Records for the exercise below:

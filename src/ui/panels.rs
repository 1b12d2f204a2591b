use eframe::egui::{self, Color32, RichText, ScrollArea, Ui};

use agro_panda::data::export::write_records;
use agro_panda::data::model::Dataset;
use agro_panda::state::{AppState, DashboardView, StatusMessage};

use super::{format_amount, format_date};
use crate::color::ColorMap;

/// Widget interaction collected while the option lists are borrowed.
enum Action {
    Product(String),
    Company(String),
    ToggleCompare(String),
}

// ---------------------------------------------------------------------------
// Left side panel – filter widgets
// ---------------------------------------------------------------------------

/// Render the left filter panel.
pub fn side_panel(ui: &mut Ui, state: &mut AppState, dataset: &Dataset, colors: &ColorMap) {
    ui.heading("Filters");
    ui.separator();

    if dataset.is_empty() {
        ui.label("No records generated.");
        return;
    }

    let view = &state.view;
    let mut action = None;

    ScrollArea::vertical()
        .auto_shrink([false, false])
        .show(ui, |ui: &mut Ui| {
            // ---- Product ----
            ui.strong("Product");
            egui::ComboBox::from_id_salt("product")
                .selected_text(&view.selection.product)
                .show_ui(ui, |ui: &mut Ui| {
                    for product in &view.product_options {
                        if ui
                            .selectable_label(view.selection.product == *product, product)
                            .clicked()
                        {
                            action = Some(Action::Product(product.clone()));
                        }
                    }
                });
            ui.add_space(4.0);

            // ---- Company (only those trading the product) ----
            ui.strong("Company");
            egui::ComboBox::from_id_salt("company")
                .selected_text(&view.selection.company)
                .show_ui(ui, |ui: &mut Ui| {
                    for company in &view.company_options {
                        if ui
                            .selectable_label(view.selection.company == *company, company)
                            .clicked()
                        {
                            action = Some(Action::Company(company.clone()));
                        }
                    }
                });
            ui.separator();

            // ---- Comparison set ----
            let n_selected = view.selection.compare.len();
            let n_total = view.company_options.len();
            ui.strong(format!("Compare companies  ({n_selected}/{n_total})"));
            for company in &view.company_options {
                let mut checked = view.selection.compare.contains(company);
                let text = RichText::new(company).color(colors.color_for(company));
                if ui.checkbox(&mut checked, text).changed() {
                    action = Some(Action::ToggleCompare(company.clone()));
                }
            }
            if n_total < 2 {
                ui.label(RichText::new("Only one company trades this product.").weak());
            }

            ui.separator();
            ui.label(
                RichText::new(
                    "1. Pick a product\n2. Pick a company\n3. Read the charts\n4. Compare companies",
                )
                .weak(),
            );
        });

    match action {
        Some(Action::Product(p)) => state.select_product(dataset, &p),
        Some(Action::Company(c)) => state.select_company(dataset, &c),
        Some(Action::ToggleCompare(c)) => state.toggle_compare(dataset, &c),
        None => {}
    }
}

// ---------------------------------------------------------------------------
// Right side panel – latest values and statistics
// ---------------------------------------------------------------------------

/// Render the details panel for the current selection.
pub fn details_panel(ui: &mut Ui, view: &DashboardView) {
    ui.heading("Details");
    ui.separator();

    let Some(summary) = &view.summary else {
        ui.label(RichText::new("No data for the selected filters.").color(Color32::YELLOW));
        return;
    };

    let latest = &summary.latest;
    ui.label("Latest price");
    ui.label(RichText::new(format!("{} RUB/t", format_amount(latest.price, 0))).size(22.0));
    ui.label(RichText::new(format_date(latest.date)).weak());
    ui.add_space(6.0);

    ui.label("Latest volume");
    ui.label(RichText::new(format!("{} t", format_amount(latest.volume as f64, 0))).size(22.0));
    ui.separator();

    ui.strong("Statistics");
    egui::Grid::new("price_stats")
        .num_columns(2)
        .striped(true)
        .show(ui, |ui: &mut Ui| {
            ui.label("Mean price");
            ui.label(format!("{} RUB/t", format_amount(summary.mean_price, 0)));
            ui.end_row();
            ui.label("Min price");
            ui.label(format!("{} RUB/t", format_amount(summary.min_price, 0)));
            ui.end_row();
            ui.label("Max price");
            ui.label(format!("{} RUB/t", format_amount(summary.max_price, 0)));
            ui.end_row();
            ui.label("Records");
            ui.label(summary.count.to_string());
            ui.end_row();
        });
}

// ---------------------------------------------------------------------------
// Top bar
// ---------------------------------------------------------------------------

/// Render the top menu / toolbar.
pub fn top_bar(ui: &mut Ui, state: &mut AppState) {
    egui::menu::bar(ui, |ui: &mut Ui| {
        ui.menu_button("File", |ui: &mut Ui| {
            let has_rows = !state.view.history.is_empty();
            if ui
                .add_enabled(has_rows, egui::Button::new("Export history…"))
                .clicked()
            {
                export_file_dialog(state);
                ui.close_menu();
            }
        });

        ui.separator();

        ui.label(format!(
            "{} records generated, {} shown",
            state.dataset_len,
            state.view.history.len()
        ));

        ui.separator();

        match &state.status_message {
            Some(StatusMessage::Info(msg)) => {
                ui.label(msg);
            }
            Some(StatusMessage::Error(msg)) => {
                ui.label(RichText::new(msg).color(Color32::RED));
            }
            None => {}
        }
    });
}

// ---------------------------------------------------------------------------
// File dialog
// ---------------------------------------------------------------------------

/// Ask for a destination and write the current history rows there.
pub fn export_file_dialog(state: &mut AppState) {
    let sel = &state.view.selection;
    let file = rfd::FileDialog::new()
        .set_title("Export price history")
        .set_file_name(format!("{}_{}.csv", sel.product, sel.company))
        .add_filter("CSV", &["csv"])
        .add_filter("JSON", &["json"])
        .save_file();

    if let Some(path) = file {
        match write_records(&path, &state.view.history) {
            Ok(()) => {
                log::info!(
                    "Exported {} rows to {}",
                    state.view.history.len(),
                    path.display()
                );
                state.status_message = Some(StatusMessage::Info(format!(
                    "Exported {} rows to {}",
                    state.view.history.len(),
                    path.display()
                )));
            }
            Err(e) => {
                log::error!("Failed to export history: {e:#}");
                state.status_message = Some(StatusMessage::Error(format!("Error: {e:#}")));
            }
        }
    }
}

End of Records for the exercise.

Task:
Provide an exact transcription of every entry above.

Solution to the exercise:
filename src/ui/panels.rs
repository 1b12d2f204a2591b
use eframe::egui::{self, Color32, RichText, ScrollArea, Ui};

use agro_panda::data::export::write_records;
use agro_panda::data::model::Dataset;
use agro_panda::state::{AppState, DashboardView, StatusMessage};

use super::{format_amount, format_date};
use crate::color::ColorMap;

/// Widget interaction collected while the option lists are borrowed.
enum Action {
    Product(String),
    Company(String),
    ToggleCompare(String),
}

// ---------------------------------------------------------------------------
// Left side panel – filter widgets
// ---------------------------------------------------------------------------

/// Render the left filter panel.
pub fn side_panel(ui: &mut Ui, state: &mut AppState, dataset: &Dataset, colors: &ColorMap) {
    ui.heading("Filters");
    ui.separator();

    if dataset.is_empty() {
        ui.label("No records generated.");
        return;
    }

    let view = &state.view;
    let mut action = None;

    ScrollArea::vertical()
        .auto_shrink([false, false])
        .show(ui, |ui: &mut Ui| {
            // ---- Product ----
            ui.strong("Product");
            egui::ComboBox::from_id_salt("product")
                .selected_text(&view.selection.product)
                .show_ui(ui, |ui: &mut Ui| {
                    for product in &view.product_options {
                        if ui
                            .selectable_label(view.selection.product == *product, product)
                            .clicked()
                        {
                            action = Some(Action::Product(product.clone()));
                        }
                    }
                });
            ui.add_space(4.0);

            // ---- Company (only those trading the product) ----
            ui.strong("Company");
            egui::ComboBox::from_id_salt("company")
                .selected_text(&view.selection.company)
                .show_ui(ui, |ui: &mut Ui| {
                    for company in &view.company_options {
                        if ui
                            .selectable_label(view.selection.company == *company, company)
                            .clicked()
                        {
                            action = Some(Action::Company(company.clone()));
                        }
                    }
                });
            ui.separator();

            // ---- Comparison set ----
            let n_selected = view.selection.compare.len();
            let n_total = view.company_options.len();
            ui.strong(format!("Compare companies  ({n_selected}/{n_total})"));
            for company in &view.company_options {
                let mut checked = view.selection.compare.contains(company);
                let text = RichText::new(company).color(colors.color_for(company));
                if ui.checkbox(&mut checked, text).changed() {
                    action = Some(Action::ToggleCompare(company.clone()));
                }
            }
            if n_total < 2 {
                ui.label(RichText::new("Only one company trades this product.").weak());
            }

            ui.separator();
            ui.label(
                RichText::new(
                    "1. Pick a product\n2. Pick a company\n3. Read the charts\n4. Compare companies",
                )
                .weak(),
            );
        });

    match action {
        Some(Action::Product(p)) => state.select_product(dataset, &p),
        Some(Action::Company(c)) => state.select_company(dataset, &c),
        Some(Action::ToggleCompare(c)) => state.toggle_compare(dataset, &c),
        None => {}
    }
}

// ---------------------------------------------------------------------------
// Right side panel – latest values and statistics
// ---------------------------------------------------------------------------

/// Render the details panel for the current selection.
pub fn details_panel(ui: &mut Ui, view: &DashboardView) {
    ui.heading("Details");
    ui.separator();

    let Some(summary) = &view.summary else {
        ui.label(RichText::new("No data for the selected filters.").color(Color32::YELLOW));
        return;
    };

    let latest = &summary.latest;
    ui.label("Latest price");
    ui.label(RichText::new(format!("{} RUB/t", format_amount(latest.price, 0))).size(22.0));
    ui.label(RichText::new(format_date(latest.date)).weak());
    ui.add_space(6.0);

    ui.label("Latest volume");
    ui.label(RichText::new(format!("{} t", format_amount(latest.volume as f64, 0))).size(22.0));
    ui.separator();

    ui.strong("Statistics");
    egui::Grid::new("price_stats")
        .num_columns(2)
        .striped(true)
        .show(ui, |ui: &mut Ui| {
            ui.label("Mean price");
            ui.label(format!("{} RUB/t", format_amount(summary.mean_price, 0)));
            ui.end_row();
            ui.label("Min price");
            ui.label(format!("{} RUB/t", format_amount(summary.min_price, 0)));
            ui.end_row();
            ui.label("Max price");
            ui.label(format!("{} RUB/t", format_amount(summary.max_price, 0)));
            ui.end_row();
            ui.label("Records");
            ui.label(summary.count.to_string());
            ui.end_row();
        });
}

// ---------------------------------------------------------------------------
// Top bar
// ---------------------------------------------------------------------------

/// Render the top menu / toolbar.
pub fn top_bar(ui: &mut Ui, state: &mut AppState) {
    egui::menu::bar(ui, |ui: &mut Ui| {
        ui.menu_button("File", |ui: &mut Ui| {
            let has_rows = !state.view.history.is_empty();
            if ui
                .add_enabled(has_rows, egui::Button::new("Export history…"))
                .clicked()
            {
                export_file_dialog(state);
                ui.close_menu();
            }
        });

        ui.separator();

        ui.label(format!(
            "{} records generated, {} shown",
            state.dataset_len,
            state.view.history.len()
        ));

        ui.separator();

        match &state.status_message {
            Some(StatusMessage::Info(msg)) => {
                ui.label(msg);
            }
            Some(StatusMessage::Error(msg)) => {
                ui.label(RichText::new(msg).color(Color32::RED));
            }
            None => {}
        }
    });
}

// ---------------------------------------------------------------------------
// File dialog
// ---------------------------------------------------------------------------

/// Ask for a destination and write the current history rows there.
pub fn export_file_dialog(state: &mut AppState) {
    let sel = &state.view.selection;
    let file = rfd::FileDialog::new()
        .set_title("Export price history")
        .set_file_name(format!("{}_{}.csv", sel.product, sel.company))
        .add_filter("CSV", &["csv"])
        .add_filter("JSON", &["json"])
        .save_file();

    if let Some(path) = file {
        match write_records(&path, &state.view.history) {
            Ok(()) => {
                log::info!(
                    "Exported {} rows to {}",
                    state.view.history.len(),
                    path.display()
                );
                state.status_message = Some(StatusMessage::Info(format!(
                    "Exported {} rows to {}",
                    state.view.history.len(),
                    path.display()
                )));
            }
            Err(e) => {
                log::error!("Failed to export history: {e:#}");
                state.status_message = Some(StatusMessage::Error(format!("Error: {e:#}")));
            }
        }
    }
}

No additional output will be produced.